Who was it told me that the Protectorate and the Company were enemies at heart, and that the English of Wari are always brooding on the damages paid to the Niger traders on account of a certain attack on the people of Brass from Akassa?

No doubt all these are merely such calumnies as are always circulating.

We shall, all five of us, always remember the welcome we received at Wari from the agents of the Protectorate, and this memory will be the more cherished because a few days after our return to France we heard the terrible news of the death of several of them, who, having gone on a mission to the interior almost unarmed, were massacred by the natives of Benin.

We had the best of receptions at Wari; the officers even gave up their rooms and their very beds to us, knowing how greatly we should appreciate such comforts. We became much attached to our new friends.
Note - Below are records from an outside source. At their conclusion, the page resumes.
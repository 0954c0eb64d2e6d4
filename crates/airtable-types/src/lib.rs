//! Zoho CRM → Airtable type conversions.
//!
//! This crate is the conversion engine of the mirror. It has no I/O.
//!
//! # Modules
//!
//! - [`schema`] - Zoho field descriptor → Airtable field spec (type mapping)
//! - [`forward`] - Zoho record → Airtable record (value conversion)
//!
//! # Example
//!
//! ```
//! use airtable_types::{build_type_map, convert_record, FieldBlacklist};
//! use sync_core::{FieldDescriptor, FieldValue, RawRecord};
//!
//! let fields = vec![
//!     FieldDescriptor::new("Account_Name", "text"),
//!     FieldDescriptor::new("Annual_Revenue", "currency"),
//! ];
//! let type_map = build_type_map(&fields);
//!
//! let raw: RawRecord = serde_json::from_str(
//!     r#"{"Account_Name": "Acme", "Annual_Revenue": "1000000", "$locked_for_me": true}"#,
//! )
//! .unwrap();
//! let record = convert_record(&raw, &type_map, &FieldBlacklist::new());
//!
//! assert_eq!(record.get("Annual_Revenue"), Some(&FieldValue::Integer(1_000_000)));
//! assert_eq!(record.get("locked_for_me"), Some(&FieldValue::text("Yes")));
//! ```

pub mod forward;
pub mod schema;

pub use forward::{
    convert_record, convert_record_with_diagnostics, FieldBlacklist, FieldSkip, SkipReason,
};
pub use schema::{build_type_map, clean_field_name, map_field, SYSTEM_FIELD_PREFIX};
At Wari I got rid of all the rest of my stores, which would have been an encumbrance to me on my return journey. There were plenty for the missionaries and for the servants at the Consulate. Suzanne, our bicycle, rejoiced the heart of a Sierra Leonese; the Dantec, with a few bottles of claret, delighted Lieutenant Aron; even the Aube we left as a token of our friendship with the agents at the Consulate. We were generous, no doubt, but unless we had sunk our barges when we got to the sea, what else could we have done with them?

As for the Davoust, it took us two days to empty, dismantle, and take her to pieces, after which she was embarked in sections on board the Axim, a Liverpool steamer, which took her back to Europe.

Sold as old metal, and what she fetched debited to the credit of the budget of our expedition, all that is left of the Davoust is now circulating in fairs or figuring in shop-windows, in the form of light match-boxes and other small articles such as are made of aluminium.

And this was the end of all the three sturdy barks: Davoust, Aube, and Dantec, which for twelve whole months were all the world to us!